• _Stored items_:
════════════════

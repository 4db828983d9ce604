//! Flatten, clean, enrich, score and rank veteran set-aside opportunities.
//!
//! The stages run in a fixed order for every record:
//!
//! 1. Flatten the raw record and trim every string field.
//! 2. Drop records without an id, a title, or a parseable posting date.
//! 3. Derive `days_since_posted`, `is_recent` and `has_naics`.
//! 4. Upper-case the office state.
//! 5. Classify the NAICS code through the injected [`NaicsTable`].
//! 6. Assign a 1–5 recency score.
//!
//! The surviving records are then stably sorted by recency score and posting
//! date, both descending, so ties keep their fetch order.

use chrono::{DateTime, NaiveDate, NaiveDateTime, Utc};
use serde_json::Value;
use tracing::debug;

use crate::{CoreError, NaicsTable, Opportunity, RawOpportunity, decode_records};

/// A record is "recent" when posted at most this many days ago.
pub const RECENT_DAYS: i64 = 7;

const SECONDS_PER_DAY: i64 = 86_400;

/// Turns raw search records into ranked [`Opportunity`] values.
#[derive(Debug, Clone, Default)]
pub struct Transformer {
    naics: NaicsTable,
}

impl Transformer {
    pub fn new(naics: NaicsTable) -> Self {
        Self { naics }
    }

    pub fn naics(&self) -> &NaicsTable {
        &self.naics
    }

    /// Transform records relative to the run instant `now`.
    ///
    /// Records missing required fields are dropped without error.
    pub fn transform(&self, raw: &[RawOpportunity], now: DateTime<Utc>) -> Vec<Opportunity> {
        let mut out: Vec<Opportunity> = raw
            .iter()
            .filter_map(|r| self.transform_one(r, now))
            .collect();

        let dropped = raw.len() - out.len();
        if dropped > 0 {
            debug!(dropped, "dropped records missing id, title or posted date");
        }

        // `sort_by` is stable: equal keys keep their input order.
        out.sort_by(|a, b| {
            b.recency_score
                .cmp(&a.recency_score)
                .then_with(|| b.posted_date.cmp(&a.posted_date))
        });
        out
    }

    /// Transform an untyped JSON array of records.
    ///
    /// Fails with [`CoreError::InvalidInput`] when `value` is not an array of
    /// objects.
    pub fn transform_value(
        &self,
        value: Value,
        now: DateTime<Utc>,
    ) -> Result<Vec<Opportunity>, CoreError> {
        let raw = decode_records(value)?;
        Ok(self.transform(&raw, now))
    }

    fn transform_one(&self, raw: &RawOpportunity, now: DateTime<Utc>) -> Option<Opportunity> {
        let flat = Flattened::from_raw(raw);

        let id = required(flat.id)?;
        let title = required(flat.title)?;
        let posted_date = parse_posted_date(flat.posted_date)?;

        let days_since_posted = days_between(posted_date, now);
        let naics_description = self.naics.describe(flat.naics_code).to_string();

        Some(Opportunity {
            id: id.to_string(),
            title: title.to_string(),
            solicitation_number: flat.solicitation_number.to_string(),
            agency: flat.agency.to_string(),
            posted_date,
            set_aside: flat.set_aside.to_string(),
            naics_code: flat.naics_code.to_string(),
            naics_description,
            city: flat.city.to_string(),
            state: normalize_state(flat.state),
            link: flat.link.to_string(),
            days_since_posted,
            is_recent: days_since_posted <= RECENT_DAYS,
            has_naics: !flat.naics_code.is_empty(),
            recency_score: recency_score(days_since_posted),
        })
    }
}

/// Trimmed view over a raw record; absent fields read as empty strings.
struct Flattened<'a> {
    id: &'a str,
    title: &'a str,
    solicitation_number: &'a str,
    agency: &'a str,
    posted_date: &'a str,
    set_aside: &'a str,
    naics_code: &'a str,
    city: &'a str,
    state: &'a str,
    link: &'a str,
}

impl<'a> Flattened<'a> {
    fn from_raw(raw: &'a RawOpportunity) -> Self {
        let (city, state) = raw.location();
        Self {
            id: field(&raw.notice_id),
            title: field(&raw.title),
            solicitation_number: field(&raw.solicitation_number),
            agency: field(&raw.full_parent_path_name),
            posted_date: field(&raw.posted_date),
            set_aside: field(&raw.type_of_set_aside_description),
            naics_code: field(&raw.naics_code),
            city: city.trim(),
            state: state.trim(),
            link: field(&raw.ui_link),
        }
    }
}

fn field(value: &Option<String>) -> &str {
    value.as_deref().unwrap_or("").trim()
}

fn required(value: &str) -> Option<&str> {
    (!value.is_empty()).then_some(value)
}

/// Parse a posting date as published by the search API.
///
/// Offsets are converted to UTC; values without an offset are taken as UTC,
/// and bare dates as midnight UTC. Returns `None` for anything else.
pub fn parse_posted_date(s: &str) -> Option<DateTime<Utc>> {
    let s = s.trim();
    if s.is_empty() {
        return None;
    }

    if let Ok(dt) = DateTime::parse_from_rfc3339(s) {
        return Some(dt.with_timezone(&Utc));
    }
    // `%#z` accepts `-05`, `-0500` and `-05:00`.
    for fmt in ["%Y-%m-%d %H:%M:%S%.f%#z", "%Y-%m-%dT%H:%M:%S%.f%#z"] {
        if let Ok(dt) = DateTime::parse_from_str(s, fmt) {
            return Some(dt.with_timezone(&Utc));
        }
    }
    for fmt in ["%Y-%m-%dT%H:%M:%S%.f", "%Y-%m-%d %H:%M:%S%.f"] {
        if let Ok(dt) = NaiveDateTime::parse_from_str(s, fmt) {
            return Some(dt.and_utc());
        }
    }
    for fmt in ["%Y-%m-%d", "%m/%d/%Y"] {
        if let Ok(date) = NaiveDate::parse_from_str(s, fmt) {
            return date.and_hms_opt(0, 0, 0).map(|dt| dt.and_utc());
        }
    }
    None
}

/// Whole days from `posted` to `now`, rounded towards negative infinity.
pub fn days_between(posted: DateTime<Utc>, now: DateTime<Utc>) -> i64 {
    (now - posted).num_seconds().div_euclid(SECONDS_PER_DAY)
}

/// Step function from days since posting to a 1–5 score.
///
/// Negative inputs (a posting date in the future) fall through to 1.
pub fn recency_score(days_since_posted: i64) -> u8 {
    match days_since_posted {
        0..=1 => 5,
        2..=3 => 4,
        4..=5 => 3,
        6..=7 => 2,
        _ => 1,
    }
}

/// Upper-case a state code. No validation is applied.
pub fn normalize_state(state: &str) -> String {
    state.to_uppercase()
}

════════════════

Your response should be the lines of the entries above that include the string "city".

• _SOLUTION TO THIS PROBLEM_:
            city: flat.city.to_string(),
    city: &'a str,
        let (city, state) = raw.location();
            city: city.trim(),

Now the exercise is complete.